The Old Park Theater program notes that Scottish actor Robert Campbell Maywood made his debut in New York on Jan. 4, 1819 as (of course) Richard III. The Mrs. Barnes that made Henry weep was Mrs. Mary Greenhill Barnes, who three years prior made her debut at the Old Park as “Juliet.” Late on the evening of Jan. 4, 1819 the New York Evening Post reviewed Mrs. Barnes performance as she appeared, once more on the New York stage, this time in the role of Queen Elizabeth, in the production of Richard III. Henry Seward, “fearing pursuit,” was in the cheap seats.

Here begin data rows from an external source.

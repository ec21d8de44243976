//! The type-checker-facing façade: one `Engine` instance bundles every
//! piece of per-compilation state (the term arena, the link side table,
//! the fresh-id counter, and the current generalization level) and
//! exposes the operations in terms of it, so two engines never share
//! mutable state and a sharded parallel driver can hold one per shard.

use smallvec::SmallVec;

use crate::arena::TypeArena;
use crate::error::UnifyMismatch;
use crate::generalize::{self, InstantiateCache};
use crate::ids::{IdAllocator, TypeTermId, TypeVarId};
use crate::journal::Journal;
use crate::link::{LinkState, LinkTable};
use crate::predicates;
use crate::static_eval::{ExprHandle, StaticEvaluator};
use crate::term::{
    ClassData, Explicits, FunctionData, PartialData, StaticData, TypeTermKind, TYPE_ARGS_INLINE,
};
use crate::unify::{self, follow};
use fixedbitset::FixedBitSet;
use glyph_common::SourceLocation;

/// Owns the term arena, the link table, the fresh-id counter, and the
/// current generalization level for one compilation unit.
///
/// Not `Send`/`Sync`: per §5, a driver that wants parallelism shards by
/// translation unit and keeps one `Engine` per shard rather than sharing
/// one across threads.
pub struct Engine {
    arena: TypeArena,
    links: LinkTable,
    ids: IdAllocator,
    level: u32,
}

impl Engine {
    pub fn new() -> Self {
        Engine {
            arena: TypeArena::new(),
            links: LinkTable::new(),
            ids: IdAllocator::new(),
            level: 0,
        }
    }

    /// Current generalization level. Scopes in the source map to levels
    /// one-to-one via [`Engine::enter_scope`]/[`Engine::exit_scope`].
    pub fn level(&self) -> u32 {
        self.level
    }

    /// Enter a new lexical scope, returning the level it was assigned.
    pub fn enter_scope(&mut self) -> u32 {
        self.level += 1;
        self.level
    }

    /// Exit the current scope, dropping back to the enclosing level.
    pub fn exit_scope(&mut self) {
        debug_assert!(self.level > 0, "exit_scope called without a matching enter_scope");
        self.level = self.level.saturating_sub(1);
    }

    // --- Id service -----------------------------------------------------

    pub fn fresh_id(&mut self) -> u32 {
        self.ids.fresh()
    }

    // --- Constructors -----------------------------------------------------

    pub fn fresh_unbound(&mut self, level: u32, is_static: bool) -> TypeTermId {
        let id = self.ids.fresh();
        let slot = self.links.push(LinkState::Unbound { id, level, is_static });
        self.arena.alloc(TypeTermKind::Var(slot))
    }

    pub fn fresh_generic(&mut self, id: u32, is_static: bool) -> TypeTermId {
        let slot = self.links.push(LinkState::Generic { id, is_static });
        self.arena.alloc(TypeTermKind::Var(slot))
    }

    pub fn class_of(
        &mut self,
        name: impl Into<String>,
        is_record: bool,
        args: &[TypeTermId],
        explicits: Explicits,
        parent: Option<TypeTermId>,
        location: SourceLocation,
    ) -> TypeTermId {
        self.arena.alloc(TypeTermKind::Class(ClassData {
            name: name.into(),
            is_record,
            args: SmallVec::<[TypeTermId; TYPE_ARGS_INLINE]>::from_slice(args),
            explicits,
            parent,
            location,
        }))
    }

    #[allow(clippy::too_many_arguments)]
    pub fn function_of(
        &mut self,
        name: impl Into<String>,
        func_class: TypeTermId,
        args: &[TypeTermId],
        explicits: Explicits,
        parent: Option<TypeTermId>,
        ignore_parent_generics: bool,
        location: SourceLocation,
    ) -> TypeTermId {
        self.arena.alloc(TypeTermKind::Function(FunctionData {
            name: name.into(),
            func_class,
            args: SmallVec::<[TypeTermId; TYPE_ARGS_INLINE]>::from_slice(args),
            explicits,
            parent,
            ignore_parent_generics,
            location,
        }))
    }

    pub fn static_of(&mut self, explicits: Explicits, expr: ExprHandle, location: SourceLocation) -> TypeTermId {
        self.arena.alloc(TypeTermKind::Static(StaticData {
            explicits,
            expr,
            location,
        }))
    }

    pub fn partial_of(&mut self, wrapped: TypeTermId, known_types: FixedBitSet, location: SourceLocation) -> TypeTermId {
        self.arena.alloc(TypeTermKind::Partial(PartialData {
            wrapped,
            known_types,
            location,
        }))
    }

    // --- Operations -------------------------------------------------------

    pub fn follow(&self, t: TypeTermId) -> TypeTermId {
        follow(&self.arena, &self.links, t)
    }

    pub fn unify(&mut self, a: TypeTermId, b: TypeTermId) -> Result<u32, UnifyMismatch> {
        unify::unify(&self.arena, &mut self.links, a, b)
    }

    pub fn generalize(&mut self, t: TypeTermId) -> Result<TypeTermId, UnifyMismatch> {
        let level = self.level;
        generalize::generalize(&mut self.arena, &mut self.links, t, level)
    }

    pub fn instantiate(&mut self, t: TypeTermId, cache: &mut InstantiateCache) -> Result<TypeTermId, UnifyMismatch> {
        let level = self.level;
        generalize::instantiate(&mut self.arena, &mut self.links, &mut self.ids, t, level, cache)
    }

    pub fn can_realize(&self, eval: &dyn StaticEvaluator, t: TypeTermId) -> Result<bool, UnifyMismatch> {
        predicates::can_realize(&self.arena, &self.links, eval, t)
    }

    pub fn has_unbound(&self, t: TypeTermId) -> Result<bool, UnifyMismatch> {
        predicates::has_unbound(&self.arena, &self.links, t)
    }

    pub fn realize_string(&self, eval: &dyn StaticEvaluator, t: TypeTermId) -> Result<Option<String>, UnifyMismatch> {
        predicates::realize_string(&self.arena, &self.links, eval, t)
    }

    pub fn to_string(&self, t: TypeTermId, reduced: bool) -> String {
        predicates::to_string(&self.arena, &self.links, t, reduced)
    }

    // --- Journal ------------------------------------------------------

    pub fn new_journal(&mut self) -> Journal {
        Journal::new(self.links.start_snapshot())
    }

    pub fn undo(&mut self, journal: Journal) {
        journal.undo(&mut self.links);
    }

    pub fn commit(&mut self, journal: Journal) {
        journal.commit(&mut self.links);
    }

    // --- Inspection (for callers that need the raw var, e.g. to print a
    // diagnostic pointing at a specific Unbound id) -------------------

    pub fn var_of(&self, t: TypeTermId) -> Option<TypeVarId> {
        self.arena.get(t).as_var()
    }
}

impl Default for Engine {
    fn default() -> Self {
        Self::new()
    }
}

#[cfg(test)]
#[path = "tests/engine.rs"]
mod tests;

Richard Jennings was missing for a week before his body was discovered on December 28th. Within days, his nephew, William Henry Seward, was also missing—but nobody knows it yet. With Richard Jennings, the excuse for not looking harder for the man was, “he was known to disappear.” Young William Henry Seward had no such habit. If word had miraculously been received in Florida of the student being AWOL from school after January 1st, there may have been reason for Henry to be worried about “discovery on shore.” But mail stages took just as much time as passenger craft. Classes likely did not resume until after New Year’s Day. How could he be missing if he’d just returned to school? After the previous week of disappearances, escapes, murder and a body cropping up, word of Henry’s absence, (or flight) would have been a major event in Goshen; happening simultaneously with the search for Jack Hodges. Had anybody been “in pursuit,” why would they have given up so readily when they couldn’t locate the boy, and returned with just Jack? In recalling these events so many years later, Seward remembers that he is on the run, but forgets that nobody else knows this. After the posse arrested and secured Jack Hodges at Bridewell, they certainly would have continued in search of William H. Seward. If my cat Cheeky stays out all night I’m a nervous wreck and immediately start calling. Cheeeeeeeeeeeeeky!